When I was born my parents ran a campground and we lived in the old farmhouse on the property. Even though I was just distinguishing the differences between shapes, the everyday meeting of travelers instilled in me a transit lifestyle that got harder to shake as the years passed. The campground was only a few miles from the longest cave in the world, Mammoth Cave, and it wasn’t long until we bought some property closer to the entrance and opened a Rock and Gift shop, selling trinkets and gemstones to the tourist that passed through on their way to the cave. This became my education. Everyday I would be around people of all cultures, religions and races. I would hear stories of places I never knew existed or had only read about in school. At night I would dream of worlds and lands to travel to and during the day I would explore in libraries for more stories, photos and history. 

At first my adventures were just local. I discovered civil war history in my yard, Native American artifacts in my neighbors yard and then before long I was venturing out on the ridge and in the caves and at strangers tables at diners asking endless questions about the area and themselves. The minute I could legally drive I was gone. Often my parents would wake up to find notes by the coffeepot saying “gone to see New York, be back in time for school Monday”. This drove my parents crazy but they only had themselves to blame. Aside from owning a tourist business in one of the most popular tourist destinations, my father was a truck driver. I was his unofficial co-driver and on many of his trips I would climb up into the cab of that semi truck to see the world from the windshield of 85’ flat nose Peterbilt. I made friends at truck stops and coffee shops and diners. I talked to blue collar, white collar and no collars. On the road I never met a stranger and when I wasn’t on it I was yearning for it. I needed it’s stories and I needed to tell them even more, essentially becoming the “Forever Tourist”. 

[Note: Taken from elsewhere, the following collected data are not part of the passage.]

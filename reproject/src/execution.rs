//! Serial and parallel execution of a reprojection request.
//!
//! A request moves through a fixed sequence:
//!
//! 1. Configuration and input checks, before any coordinate is computed
//! 2. One corner mapping, shared read-only by all workers
//! 3. Either one kernel call over every source column, or one kernel call
//!    per column partition on a dedicated worker pool
//! 4. Merge of the partial accumulators and normalization
//!
//! A failed parallel run is logged and repeated serially. Cancellation is
//! never retried: the orchestrator raises an internal halt flag, waits for
//! every worker to stop, and returns [`ReprojectError::Cancelled`].

use std::any::Any;
use std::fmt;
use std::ops::{Deref, Range};
use std::panic::{catch_unwind, AssertUnwindSafe};
use std::sync::atomic::{AtomicBool, Ordering};
use std::sync::Arc;
use std::time::Duration;

use crossbeam_channel::{Receiver, RecvTimeoutError, Sender};
use log::{debug, info, warn};
use ndarray::{Array2, ArrayBase, Data, Dimension, Ix2};
use num_traits::AsPrimitive;
use rayon::{ThreadPool, ThreadPoolBuilder};
use sky_math::{OverlapArea, SphericalPolygonOverlap};
use skyproj::Projection;

use crate::config::{ExecutionStrategy, Parallelism, ReprojectConfig};
use crate::error::{ReprojectError, WorkerFailure};
use crate::hooks::{PartitionEvent, PartitionOutcome, WorkerHooks};
use crate::kernel::{resample_columns, AccumulatorPair, KernelError, KernelInputs};
use crate::mapper::map_corners;
use crate::{GridShape, Reprojection};

/// Split `[0, n_cols)` into `n_parts` contiguous half-open ranges.
///
/// Every range has `n_cols / n_parts` columns except the last, which absorbs
/// the remainder. When `n_parts > n_cols` all ranges but the last are empty.
/// `n_parts == 0` is treated as a single partition.
pub fn partition_columns(n_cols: usize, n_parts: usize) -> Vec<Range<usize>> {
    let n_parts = n_parts.max(1);
    let step = n_cols / n_parts;
    (0..n_parts)
        .map(|i| {
            let start = step * i;
            let end = if i == n_parts - 1 {
                n_cols
            } else {
                step * (i + 1)
            };
            start..end
        })
        .collect()
}

/// Shared cancellation flag for a [`Reprojector`].
///
/// Clones observe the same flag, so one clone can be handed to a signal
/// handler while the request runs. Only the orchestrating thread reads it;
/// workers are stopped through a separate, request-local flag.
#[derive(Debug, Clone, Default)]
pub struct CancelToken {
    flag: Arc<AtomicBool>,
}

impl CancelToken {
    pub fn new() -> Self {
        Self::default()
    }

    /// Request cancellation of the running (or next) request
    pub fn cancel(&self) {
        self.flag.store(true, Ordering::SeqCst);
    }

    pub fn is_cancelled(&self) -> bool {
        self.flag.load(Ordering::SeqCst)
    }

    /// Clear a previous cancellation so the token can be reused
    pub fn reset(&self) {
        self.flag.store(false, Ordering::SeqCst);
    }

    fn as_flag(&self) -> &AtomicBool {
        &self.flag
    }
}

/// Worker pool that lives for one request.
///
/// Dropping it shuts the pool down and blocks until every worker thread has
/// run its exit handler, so no thread outlives the request.
struct ScopedPool {
    pool: Option<ThreadPool>,
    exits: Receiver<usize>,
    threads: usize,
}

impl Deref for ScopedPool {
    type Target = ThreadPool;

    fn deref(&self) -> &ThreadPool {
        // Only taken in drop
        self.pool.as_ref().unwrap_or_else(|| unreachable!())
    }
}

impl Drop for ScopedPool {
    fn drop(&mut self) {
        drop(self.pool.take());
        let mut exited = 0;
        while exited < self.threads && self.exits.recv().is_ok() {
            exited += 1;
        }
        debug!("Worker pool released ({exited} threads exited)");
    }
}

/// Why a parallel run did not produce accumulators
enum ParallelError {
    Cancelled,
    Failed(WorkerFailure),
}

type PartitionResult = (usize, Result<AccumulatorPair, WorkerFailure>);

fn panic_message(payload: &(dyn Any + Send)) -> String {
    if let Some(msg) = payload.downcast_ref::<&str>() {
        (*msg).to_string()
    } else if let Some(msg) = payload.downcast_ref::<String>() {
        msg.clone()
    } else {
        "unknown panic payload".to_string()
    }
}

/// Flux-conserving reprojection with configurable execution.
///
/// ```no_run
/// use reproject::{Reprojector, ReprojectConfig};
/// use skyproj::{CelestialFrame, TanProjection};
///
/// let src = TanProjection::from_scale([49.5, 49.5], [83.6, 22.0], 0.001, 0.0, CelestialFrame::Icrs)?;
/// let dst = TanProjection::from_scale([49.5, 49.5], [83.6, 22.0], 0.001, 30.0, CelestialFrame::Icrs)?;
/// let image = ndarray::Array2::<f32>::ones((100, 100));
///
/// let reprojector = Reprojector::new(ReprojectConfig::with_parallelism(4));
/// let result = reprojector.reproject(&image, &src, &dst, (100, 100))?;
/// println!("flux on grid: {}", result.total_flux());
/// # Ok::<(), Box<dyn std::error::Error>>(())
/// ```
pub struct Reprojector {
    config: ReprojectConfig,
    overlap: Arc<dyn OverlapArea>,
    hooks: WorkerHooks,
    cancel: CancelToken,
}

impl fmt::Debug for Reprojector {
    fn fmt(&self, f: &mut fmt::Formatter<'_>) -> fmt::Result {
        f.debug_struct("Reprojector")
            .field("config", &self.config)
            .field("hooks", &self.hooks)
            .field("cancel", &self.cancel)
            .finish_non_exhaustive()
    }
}

impl Default for Reprojector {
    fn default() -> Self {
        Self::new(ReprojectConfig::default())
    }
}

impl Reprojector {
    pub fn new(config: ReprojectConfig) -> Self {
        Self {
            config,
            overlap: Arc::new(SphericalPolygonOverlap),
            hooks: WorkerHooks::default(),
            cancel: CancelToken::new(),
        }
    }

    /// Replace the overlap primitive
    pub fn with_overlap(mut self, overlap: Arc<dyn OverlapArea>) -> Self {
        self.overlap = overlap;
        self
    }

    pub fn with_hooks(mut self, hooks: WorkerHooks) -> Self {
        self.hooks = hooks;
        self
    }

    /// Share an existing cancellation token
    pub fn with_cancel_token(mut self, cancel: CancelToken) -> Self {
        self.cancel = cancel;
        self
    }

    /// A handle to this reprojector's cancellation flag
    pub fn cancel_token(&self) -> CancelToken {
        self.cancel.clone()
    }

    pub fn config(&self) -> &ReprojectConfig {
        &self.config
    }

    /// Reproject `image` from the `src` grid onto a `dst` grid of `dst_shape`.
    ///
    /// Any numeric element type is accepted and converted to `f64` first.
    ///
    /// # Errors
    /// * `InvalidConcurrency` / `InvalidConfig` - Before any coordinate is computed
    /// * `UnsupportedDimensionality` - Image or projections are not 2-D
    /// * `Projection` - Propagated unchanged from either projection
    /// * `Geometry` - From the overlap primitive on the serial path
    /// * `Cancelled` - The cancel token was set before or during the run
    pub fn reproject<S, D, A>(
        &self,
        image: &ArrayBase<S, D>,
        src: &dyn Projection,
        dst: &dyn Projection,
        dst_shape: impl Into<GridShape>,
    ) -> Result<Reprojection, ReprojectError>
    where
        S: Data<Elem = A>,
        D: Dimension,
        A: AsPrimitive<f64>,
    {
        let strategy = self.config.validate()?;
        let dst_shape = dst_shape.into();

        let image = image
            .view()
            .into_dimensionality::<Ix2>()
            .map_err(|_| ReprojectError::UnsupportedDimensionality(image.ndim()))?;
        for naxis in [src.naxis(), dst.naxis()] {
            if naxis != 2 {
                return Err(ReprojectError::UnsupportedDimensionality(naxis));
            }
        }
        if self.cancel.is_cancelled() {
            return Err(ReprojectError::Cancelled);
        }

        let image: Array2<f64> = image.mapv(|v| v.as_());
        let src_shape = GridShape::from(image.dim());
        info!("Reprojecting {src_shape} image onto {dst_shape} grid ({strategy:?})");

        let mapping = map_corners(src_shape, dst_shape, src, dst)?;
        let inputs = KernelInputs {
            image: image.view(),
            mapping: &mapping,
            overlap: self.overlap.as_ref(),
        };

        let acc = match strategy {
            ExecutionStrategy::Serial => self.run_serial(&inputs)?,
            ExecutionStrategy::Parallel { workers } => {
                match self.run_parallel(&inputs, workers.resolve()) {
                    Ok(acc) => acc,
                    Err(ParallelError::Cancelled) => return Err(ReprojectError::Cancelled),
                    Err(ParallelError::Failed(failure)) => {
                        warn!("Parallel reprojection failed: {failure}");
                        warn!("Falling back to serial reprojection");
                        self.run_serial(&inputs)?
                    }
                }
            }
        };

        Ok(acc.normalize())
    }

    fn run_serial(&self, inputs: &KernelInputs<'_>) -> Result<AccumulatorPair, ReprojectError> {
        let columns = 0..inputs.mapping.src_shape.cols;
        debug!("Serial resampling of columns {columns:?}");
        resample_columns(columns, inputs, Some(self.cancel.as_flag())).map_err(|e| match e {
            KernelError::Halted => ReprojectError::Cancelled,
            KernelError::Geometry(err) => ReprojectError::Geometry(err),
        })
    }

    fn build_pool(&self, threads: usize) -> Result<ScopedPool, WorkerFailure> {
        let (exit_tx, exit_rx) = crossbeam_channel::unbounded();
        let prefix = self.config.thread_name_prefix.clone();
        let on_start = self.hooks.on_start.clone();

        let pool = ThreadPoolBuilder::new()
            .num_threads(threads)
            .thread_name(move |i| format!("{prefix}-{i}"))
            .start_handler(move |i| {
                if let Some(hook) = &on_start {
                    if let Err(payload) = catch_unwind(AssertUnwindSafe(|| hook(i))) {
                        warn!(
                            "Worker {i} start hook panicked: {}",
                            panic_message(payload.as_ref())
                        );
                    }
                }
            })
            .exit_handler(move |i| {
                let _ = exit_tx.send(i);
            })
            .build()
            .map_err(|e| WorkerFailure::PoolBuild(e.to_string()))?;

        Ok(ScopedPool {
            pool: Some(pool),
            exits: exit_rx,
            threads,
        })
    }

    fn run_parallel(
        &self,
        inputs: &KernelInputs<'_>,
        workers: usize,
    ) -> Result<AccumulatorPair, ParallelError> {
        let cols = inputs.mapping.src_shape.cols;
        // Partitions past the column count would be empty
        let workers = workers.min(cols.max(1));
        let partitions = partition_columns(cols, workers);
        debug!("Dispatching {} partitions: {partitions:?}", partitions.len());

        let pool = self.build_pool(workers).map_err(ParallelError::Failed)?;
        let halt = AtomicBool::new(false);
        let (tx, rx) = crossbeam_channel::unbounded::<PartitionResult>();

        let outcome = pool.in_place_scope(|scope| {
            for (index, columns) in partitions.iter().cloned().enumerate() {
                let tx = tx.clone();
                let halt = &halt;
                let hooks = &self.hooks;
                scope.spawn(move |_| run_partition(index, columns, inputs, halt, hooks, &tx));
            }
            drop(tx);
            self.collect(&rx, partitions.len(), &halt)
        });

        drop(pool);
        let partials = outcome?;

        let mut acc = AccumulatorPair::zeros(inputs.mapping.dst_shape);
        for partial in &partials {
            acc.merge(partial);
        }
        Ok(acc)
    }

    /// Wait for every partition, watching the cancel token between receives.
    ///
    /// Raises `halt` on cancellation or on the first failure. Partials are
    /// returned in partition order.
    fn collect(
        &self,
        rx: &Receiver<PartitionResult>,
        expected: usize,
        halt: &AtomicBool,
    ) -> Result<Vec<AccumulatorPair>, ParallelError> {
        let poll = Duration::from_millis(self.config.poll_interval_ms);
        let mut partials: Vec<Option<AccumulatorPair>> = vec![None; expected];
        let mut received = 0;

        let stop = |err: ParallelError| {
            halt.store(true, Ordering::SeqCst);
            Err(err)
        };

        while received < expected {
            if self.cancel.is_cancelled() {
                info!("Cancellation requested, stopping workers");
                return stop(ParallelError::Cancelled);
            }
            match rx.recv_timeout(poll) {
                Ok((index, Ok(acc))) => {
                    partials[index] = Some(acc);
                    received += 1;
                }
                Ok((_, Err(failure))) => return stop(ParallelError::Failed(failure)),
                Err(RecvTimeoutError::Timeout) => {}
                Err(RecvTimeoutError::Disconnected) => {
                    return stop(ParallelError::Failed(WorkerFailure::Disconnected))
                }
            }
        }
        if self.cancel.is_cancelled() {
            return stop(ParallelError::Cancelled);
        }

        Ok(partials.into_iter().flatten().collect())
    }
}

/// Body of one partition job; reports through `tx` unless halted
fn run_partition(
    index: usize,
    columns: Range<usize>,
    inputs: &KernelInputs<'_>,
    halt: &AtomicBool,
    hooks: &WorkerHooks,
    tx: &Sender<PartitionResult>,
) {
    let result = catch_unwind(AssertUnwindSafe(|| {
        hooks.partition_event(&PartitionEvent::Started {
            index,
            columns: columns.clone(),
        });
        resample_columns(columns, inputs, Some(halt))
    }));

    let (outcome, report) = match result {
        Ok(Ok(acc)) => (PartitionOutcome::Completed, Some(Ok(acc))),
        Ok(Err(KernelError::Halted)) => (PartitionOutcome::Halted, None),
        Ok(Err(KernelError::Geometry(source))) => (
            PartitionOutcome::Failed,
            Some(Err(WorkerFailure::Kernel {
                partition: index,
                source,
            })),
        ),
        Err(payload) => (
            PartitionOutcome::Failed,
            Some(Err(WorkerFailure::Panicked {
                partition: index,
                message: panic_message(payload.as_ref()),
            })),
        ),
    };

    let finished = PartitionEvent::Finished { index, outcome };
    if catch_unwind(AssertUnwindSafe(|| hooks.partition_event(&finished))).is_err() {
        warn!("Partition {index} finish hook panicked");
    }

    if let Some(report) = report {
        // The orchestrator may already have stopped listening
        let _ = tx.send((index, report));
    }
}

/// Reproject with default settings and the given parallelism.
///
/// `parallelism` accepts `true` (all CPUs), `false` (serial) or a strictly
/// positive worker count.
pub fn reproject<S, D, A>(
    image: &ArrayBase<S, D>,
    src: &dyn Projection,
    dst: &dyn Projection,
    dst_shape: impl Into<GridShape>,
    parallelism: impl Into<Parallelism>,
) -> Result<Reprojection, ReprojectError>
where
    S: Data<Elem = A>,
    D: Dimension,
    A: AsPrimitive<f64>,
{
    Reprojector::new(ReprojectConfig::with_parallelism(parallelism)).reproject(
        image, src, dst, dst_shape,
    )
}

Today I spend my time traveling the backroads and main streets of America. I visit the places considered “sleepy” in hopes of waking them up, if just for a little while. I stop where the smell of laundry hung out to dry is in the air and the sound of rusty steel bridges over streams creeks and moans. Places where historical knowledge is currency but knowing more than one language is an unnecessary luxury. It’s a world of hard work with little to show for it but the remnants of the dreams they once had and the sunlight shinning down on a proud community. Authenticity and tradition are words that roll off the tongue and hide in the nooks only a small town can offer. It’s these places, the places where big things once happened, that use to be the heart of America. It’s roads were the arteries that pumped life into the land and if we don’t tell their stories they will die and the core of what America was founded on will die with it. There’s not a place that I’ve visited that I didn’t find a story worth telling, a city worth saving and a lesson I didn’t learn because the story of a small town in America is the story of America. 

You can understand these towns. Let me help you. 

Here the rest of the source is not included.